Property differences between Azure AD Graph and Microsoft Graph
This article is part of step 1: review API differences of the process to migrate apps.
In general, the best way to compare the Azure Active Directory (Azure AD) Graph API to Microsoft Graph is to compare the underlying metadata for each service, especially the resource descriptions:
This article highlights property differences between resources. If a property is not shown in this list, it is already available in the v1.0 version of Microsoft Graph, with exactly the same name as in Azure AD Graph.

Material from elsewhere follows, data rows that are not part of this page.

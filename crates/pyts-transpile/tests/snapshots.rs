//! Snapshot tests for whole-module translation.
//!
//! Each case translates a small Python module and pins the TypeScript text.
//! Run `cargo insta review` to update snapshots after intentional changes.

use pyts_transpile::{translate, translate_with, FallbackKind, TranslateOptions};

fn ts(source: &str) -> String {
    translate(source).expect("translation failed").text
}

// ============================================================================
// Declarations - where `let` goes
// ============================================================================

mod declarations {
    use super::*;

    #[test]
    fn straight_line_assignment() {
        insta::assert_snapshot!(ts("x = 1\nx = x + 1\n"), @r###"
        let x = 1;
        x = (x + 1);
        "###);
    }

    #[test]
    fn branch_assignment_is_predeclared() {
        insta::assert_snapshot!(ts("if c:\n    x = 1\nelse:\n    x = 2\nprint(x)\n"), @r###"
        import { print } from "@pyts/runtime";

        let x;
        if (c) {
          x = 1;
        } else {
          x = 2;
        }
        print(x);
        "###);
    }

    #[test]
    fn function_branch_assignment_is_predeclared() {
        let source = "def f(c):\n    if c:\n        y = 1\n    else:\n        y = 2\n    return y\n";
        insta::assert_snapshot!(ts(source), @r###"
        function f(c) {
          let y;
          if (c) {
            y = 1;
          } else {
            y = 2;
          }
          return y;
        }
        "###);
    }

    #[test]
    fn function_local_shadows_module_name() {
        insta::assert_snapshot!(ts("x = 0\ndef f():\n    x = 5\n    return x\n"), @r###"
        let x = 0;
        function f() {
          let x = 5;
          return x;
        }
        "###);
    }

    #[test]
    fn name_bound_in_loop_body_is_declared_before_the_loop() {
        insta::assert_snapshot!(ts("for i in range(3):\n    total = i\nprint(total)\n"), @r###"
        import { print, range } from "@pyts/runtime";

        let total;
        for (let i of range(3)) {
          total = i;
        }
        print(total);
        "###);
    }

    #[test]
    fn destructuring_declares_only_new_names() {
        let text = ts("a = 1\na, b = f()\n");
        assert!(text.contains("let b;\n"), "{text}");
        assert!(!text.contains("let a;"), "{text}");
        assert!(text.contains("] = f();"), "{text}");
    }

    #[test]
    fn loop_variable() {
        insta::assert_snapshot!(ts("for i in range(3):\n    print(i)\n"), @r###"
        import { print, range } from "@pyts/runtime";

        for (let i of range(3)) {
          print(i);
        }
        "###);
    }

    #[test]
    fn loop_else_runs_without_break() {
        let source = "for x in xs:\n    if x:\n        break\nelse:\n    print(\"none\")\n";
        insta::assert_snapshot!(ts(source), @r###"
        import { print } from "@pyts/runtime";

        let __noBreak0 = true;
        for (let x of xs) {
          if (x) {
            __noBreak0 = false;
            break;
          }
        }
        if (__noBreak0) {
          print("none");
        }
        "###);
    }
}

// ============================================================================
// Operators - runtime primitives where semantics diverge
// ============================================================================

mod operators {
    use super::*;

    #[test]
    fn floor_division_imports_its_primitive() {
        insta::assert_snapshot!(ts("x = 7 // 2\n"), @r###"
        import { floordiv } from "@pyts/runtime";

        let x = floordiv(7, 2);
        "###);
    }

    #[test]
    fn chained_comparison_evaluates_middle_once() {
        insta::assert_snapshot!(ts("ok = 0 < f() < 10\n"), @r###"
        let __cmp0;
        let ok = ((0 < (__cmp0 = f())) && (__cmp0 < 10));
        "###);
    }

    #[test]
    fn negative_index_and_slice() {
        insta::assert_snapshot!(ts("last = xs[-1]\nhead = xs[:2]\n"), @r###"
        import { at, slice } from "@pyts/runtime";

        let last = at(xs, -1);
        let head = slice(xs, undefined, 2, undefined);
        "###);
    }

    #[test]
    fn any_negated_index_counts_from_the_end() {
        let result = translate("a = xs[-n]\nb = xs[-(1)]\nxs[-k] = 0\n").unwrap();
        let text = result.text;
        assert!(text.contains("let a = at(xs, -n);"), "{text}");
        assert!(text.contains("let b = at(xs, -"), "{text}");
        assert!(text.contains("xs[xs.length - k] = 0;"), "{text}");
        assert_eq!(result.required, vec!["at"]);
    }

    #[test]
    fn membership_uses_is_in() {
        let result = translate("found = k in d\n").unwrap();
        assert!(result.text.contains("let found = isIn(k, d);"));
        assert_eq!(result.required, vec!["isIn"]);
    }

    #[test]
    fn no_primitives_no_prologue() {
        let result = translate("x = 1 + 2\n").unwrap();
        assert!(result.required.is_empty());
        assert!(!result.text.contains("import"));
    }
}

// ============================================================================
// Functions and calls
// ============================================================================

mod functions {
    use super::*;

    #[test]
    fn keyword_only_parameters_become_options_object() {
        let source = "def f(a, *, b, c=10):\n    return a + b + c\n\nf(1, b=2)\n";
        insta::assert_snapshot!(ts(source), @r###"
        function f(a, { b, c = 10 }: { b: any; c?: any }) {
          return ((a + b) + c);
        }
        f(1, { b: 2 });
        "###);
    }

    #[test]
    fn generator_argument_is_lazy() {
        let result = translate("total = sum(x for x in xs)\n").unwrap();
        assert!(
            result
                .text
                .contains("sum((function* () { for (const x of xs) { yield x; } })())"),
            "{}",
            result.text
        );
        assert_eq!(result.required, vec!["sum"]);
    }

    #[test]
    fn list_comprehension_is_a_method_chain() {
        insta::assert_snapshot!(ts("ys = [x * 2 for x in xs if x > 0]\n"), @"let ys = xs.filter((x) => (x > 0)).map((x) => (x * 2));");
    }

    #[test]
    fn fstring_is_a_template_literal() {
        insta::assert_snapshot!(ts("msg = f\"hi {name}!\"\n"), @r###"
        import { str } from "@pyts/runtime";

        let msg = `hi ${str(name)}!`;
        "###);
    }

    #[test]
    fn nested_import_is_hoisted() {
        let result = translate("def load():\n    import json\n    return json\n").unwrap();
        assert_eq!(result.hoisted_imports, vec!["import * as json from \"json\";"]);
        assert!(result.text.starts_with("import * as json from \"json\";\n\nfunction load() {"));
    }
}

// ============================================================================
// Classes
// ============================================================================

mod classes {
    use super::*;

    #[test]
    fn plain_class_with_constructor() {
        let source = "class Counter:\n    def __init__(self, start):\n        self.count = start\n\n    def bump(self):\n        self.count += 1\n        return self.count\n\nc = Counter(1)\n";
        insta::assert_snapshot!(ts(source), @r###"
        class Counter {
          count: number;
          constructor(start) {
            this.count = start;
          }
          bump() {
            this.count += 1;
            return this.count;
          }
        }
        let c = new Counter(1);
        "###);
    }

    #[test]
    fn dataclass_gets_a_constructor() {
        let source = "from dataclasses import dataclass\n\n@dataclass\nclass Point:\n    x: int\n    y: int = 0\n\np = Point(1, y=2)\n";
        insta::assert_snapshot!(ts(source), @r###"
        class Point {
          x: number;
          y: number;
          constructor(x: number, y: number = 0) {
            this.x = x;
            this.y = y;
          }
        }
        let p = new Point(1, 2);
        "###);
    }

    #[test]
    fn class_level_fields_take_modifiers() {
        let source = "from typing import ClassVar, Final\n\nclass C:\n    \"\"\"A counter.\"\"\"\n    count: ClassVar[int] = 0\n    name: Final[str] = \"x\"\n";
        insta::assert_snapshot!(ts(source), @r###"
        /** A counter. */
        class C {
          static count: number = 0;
          readonly name: string = "x";
        }
        "###);
    }

    #[test]
    fn method_docstring_is_not_emitted_as_code() {
        let source = "class P:\n    def area(self):\n        \"\"\"Area.\"\"\"\n        return 1\n";
        let text = ts(source);
        assert!(text.contains("/** Area. */"), "{text}");
        assert!(!text.contains("\"Area.\";"), "{text}");
        assert!(!text.contains("\"\"\""), "{text}");
    }
}

// ============================================================================
// Exceptions
// ============================================================================

mod exceptions {
    use super::*;

    #[test]
    fn typed_handler_rethrows_the_rest() {
        let result = translate("try:\n    risky()\nexcept ValueError as e:\n    print(e)\n").unwrap();
        let text = result.text;
        assert!(text.contains("} catch (e) {"), "{text}");
        assert!(text.contains("if (e instanceof ValueError) {"), "{text}");
        assert!(text.contains("throw e;"), "{text}");
        assert_eq!(result.required, vec!["ValueError", "print"]);
    }

    #[test]
    fn bare_raise_outside_handler() {
        let text = ts("raise\n");
        assert!(text.contains("throw new RuntimeError(\"No active exception to reraise\");"));
    }
}

// ============================================================================
// Fallbacks and determinism
// ============================================================================

mod fallbacks {
    use super::*;

    #[test]
    fn unsupported_statement_is_recorded() {
        let options = TranslateOptions {
            diagnostics: true,
            ..TranslateOptions::default()
        };
        let source = "match x:\n    case 1:\n        pass\n";
        let result = translate_with(source, &options).unwrap();
        assert!(result.text.starts_with("match x:"));
        let [diagnostic] = result.diagnostics.as_slice() else {
            panic!("expected one diagnostic, got {:?}", result.diagnostics);
        };
        assert_eq!(diagnostic.kind, FallbackKind::Unsupported);
        assert_eq!(diagnostic.node_kind, "match_statement");
        assert_eq!((diagnostic.line, diagnostic.column), (1, 1));
    }

    #[test]
    fn passthrough_keeps_wide_whitespace_intact() {
        let source = "def f(x):\n    match x:\n        case 1:\n            y = \"\"\"a\n  \u{3000}b\"\"\"\n";
        let result = translate(source).unwrap();
        assert!(result.text.contains("\u{3000}b\"\"\""), "{}", result.text);
    }

    #[test]
    fn diagnostics_off_by_default() {
        let result = translate("match x:\n    case 1:\n        pass\n").unwrap();
        assert!(result.diagnostics.is_empty());
    }

    #[test]
    fn translation_is_deterministic() {
        let source = "from typing import TypeVar\nT = TypeVar(\"T\")\nU = TypeVar(\"U\")\ndef pair(a: T, b: U) -> list[T | U]:\n    return [a, b]\n";
        let first = ts(source);
        for _ in 0..5 {
            assert_eq!(ts(source), first);
        }
        assert!(first.contains("function pair<T, U>("), "{first}");
    }
}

Because the user and group resources are so frequently used, they're listed first. Other resources are listed alphabetically.
User property differences
The Azure AD Graph User resource inherits from DirectoryObject; it has been renamed to user in Microsoft Graph and inherits from directoryObject.
The Microsoft Graph v1.0 endpoint returns a limited set of user properties by default, while Azure AD Graph returns all properties. To read other properties that aren't returned by default, specify them in a $select query. For more information, see the user resource type.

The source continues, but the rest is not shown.